1. A lens assembly comprising: a first lens comprising a first optically active part, a first optically inactive part surrounding the first optically active part, and a first annular protrusion formed on the first optically inactive part, the first annular protrusion defining an accommodating room;a second lens comprising a second optically active part, a second optically inactive part surrounding the second optically active part, a second annular protrusion formed on the second optically inactive part, and an annular light blocking layer formed on a surface of the second annular protrusion facing the first lens, the second lens being engaged in the first lens in such a manner that the light blocking layer is received in the accommodating room.

2. The lens assembly of claim 1, wherein the second lens further comprises another annular light blocking layer formed on a surface of the second optically inactive part facing the first lens.

3. The lens assembly of claim 1, wherein a material of the light blocking layer is black ink.

4. The lens assembly of claim 1, wherein the black ink contains carbon black.

5. The lens assembly of claim 1, wherein a thickness of the light blocking layer is in approximate range from 1 micron to 100 microns.

6. The lens assembly of claim 1, wherein the first annular protrusion is formed on a surface of the first optically inactive part facing the second lens.

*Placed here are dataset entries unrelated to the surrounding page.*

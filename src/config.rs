// Copyright 2025-present Harīṣh Tummalachērla
// SPDX-License-Identifier: Apache-2.0

//! Index configuration: delimiter, scoring weights and traversal budget.
//!
//! The delimiter is fixed for the lifetime of an index. Mixing `::` and `.`
//! inside one index would break both `get_node` and match highlighting, so
//! there is no setter; build a new index instead.
//!
//! Configs load from JSON (camelCase keys, every field optional):
//!
//! ```json
//! { "delimiter": ".", "weights": { "gapPenalty": 2 }, "maxVisitedNodes": 50000 }
//! ```

use std::fs;
use std::path::Path;

use serde::{Deserialize, Serialize};

use crate::error::{Error, Result};
use crate::scoring::{
    CASE_MISMATCH_PENALTY, GAP_PENALTY, SCOPE_SKIP_PENALTY, SEGMENT_START_BONUS,
    UNMATCHED_CHAR_PENALTY,
};
use crate::types::Weight;

/// Separator between the segments of a qualified name.
pub const DELIMITER: &str = "::";

/// Tunable constants of the weight model. See `scoring` for how each applies.
#[derive(Debug, Clone, Copy, PartialEq, Eq, Serialize, Deserialize)]
#[serde(default, rename_all = "camelCase")]
pub struct ScoringWeights {
    /// Cost per name character skipped between two matched characters.
    pub gap_penalty: Weight,
    /// Cost of an uppercase query character matching a lowercase one.
    pub case_mismatch_penalty: Weight,
    /// Credit for a segment whose first match sits on its first character.
    pub segment_start_bonus: Weight,
    /// Cost per query character a partial match leaves unconsumed.
    pub unmatched_char_penalty: Weight,
    /// Cost per skipped scope above a match that starts mid-hierarchy.
    pub scope_skip_penalty: Weight,
}

impl Default for ScoringWeights {
    fn default() -> Self {
        ScoringWeights {
            gap_penalty: GAP_PENALTY,
            case_mismatch_penalty: CASE_MISMATCH_PENALTY,
            segment_start_bonus: SEGMENT_START_BONUS,
            unmatched_char_penalty: UNMATCHED_CHAR_PENALTY,
            scope_skip_penalty: SCOPE_SKIP_PENALTY,
        }
    }
}

/// Largest accepted value for any single weight. Keeps per-query sums far
/// from `Weight` overflow even on long names and deep chains.
pub const MAX_WEIGHT: Weight = i32::MAX as Weight;

impl ScoringWeights {
    /// All weights are in `0..=MAX_WEIGHT`; the unmatched penalty must be
    /// positive or best-first ordering can't tell a long prefix from a short one.
    pub fn validate(&self) -> Result<()> {
        let fields = [
            ("gapPenalty", self.gap_penalty),
            ("caseMismatchPenalty", self.case_mismatch_penalty),
            ("segmentStartBonus", self.segment_start_bonus),
            ("unmatchedCharPenalty", self.unmatched_char_penalty),
            ("scopeSkipPenalty", self.scope_skip_penalty),
        ];
        for (name, value) in fields {
            if value < 0 {
                return Err(Error::InvalidWeights(format!(
                    "{} must be >= 0, got {}",
                    name, value
                )));
            }
            if value > MAX_WEIGHT {
                return Err(Error::InvalidWeights(format!(
                    "{} must be <= {}, got {}",
                    name, MAX_WEIGHT, value
                )));
            }
        }
        if self.unmatched_char_penalty <= 0 {
            return Err(Error::InvalidWeights(format!(
                "unmatchedCharPenalty must be > 0, got {}",
                self.unmatched_char_penalty
            )));
        }
        Ok(())
    }
}

/// Everything a `SearchIndex` needs to know up front.
#[derive(Debug, Clone, PartialEq, Eq, Serialize, Deserialize)]
#[serde(default, rename_all = "camelCase")]
pub struct SearchConfig {
    pub delimiter: String,
    pub weights: ScoringWeights,
    /// Upper bound on segment evaluations per query. `None` = unbounded.
    pub max_visited_nodes: Option<usize>,
}

impl Default for SearchConfig {
    fn default() -> Self {
        SearchConfig {
            delimiter: DELIMITER.to_string(),
            weights: ScoringWeights::default(),
            max_visited_nodes: None,
        }
    }
}

impl SearchConfig {
    /// Parse and validate a JSON config.
    pub fn from_json(json: &str) -> Result<Self> {
        let config: SearchConfig = serde_json::from_str(json)?;
        config.validate()?;
        Ok(config)
    }

    /// Read, parse and validate a JSON config file.
    pub fn from_file(path: impl AsRef<Path>) -> Result<Self> {
        let path = path.as_ref();
        let json = fs::read_to_string(path).map_err(|source| Error::Io {
            path: path.to_path_buf(),
            source,
        })?;
        Self::from_json(&json)
    }

    pub fn validate(&self) -> Result<()> {
        if self.delimiter.is_empty() {
            return Err(Error::EmptyDelimiter);
        }
        self.weights.validate()
    }
}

7. The lens assembly of claim 1, wherein the second annular protrusion is formed on a surface of the second optically inactive part facing the first lens.

8. The lens assembly of claim 1, wherein an inner surface of the first annular protrusion is in contact with an outer surface of the second annular protrusion.

9. The lens assembly of claim 1, wherein a surface of the first annular protrusion facing the second lens is in contact with a surface of the second optically inactive part facing the first lens.

10. The lens assembly of claim 1, wherein a surface of the light blocking layer facing the first lens is in contact with a surface of the first optically inactive part facing the second lens.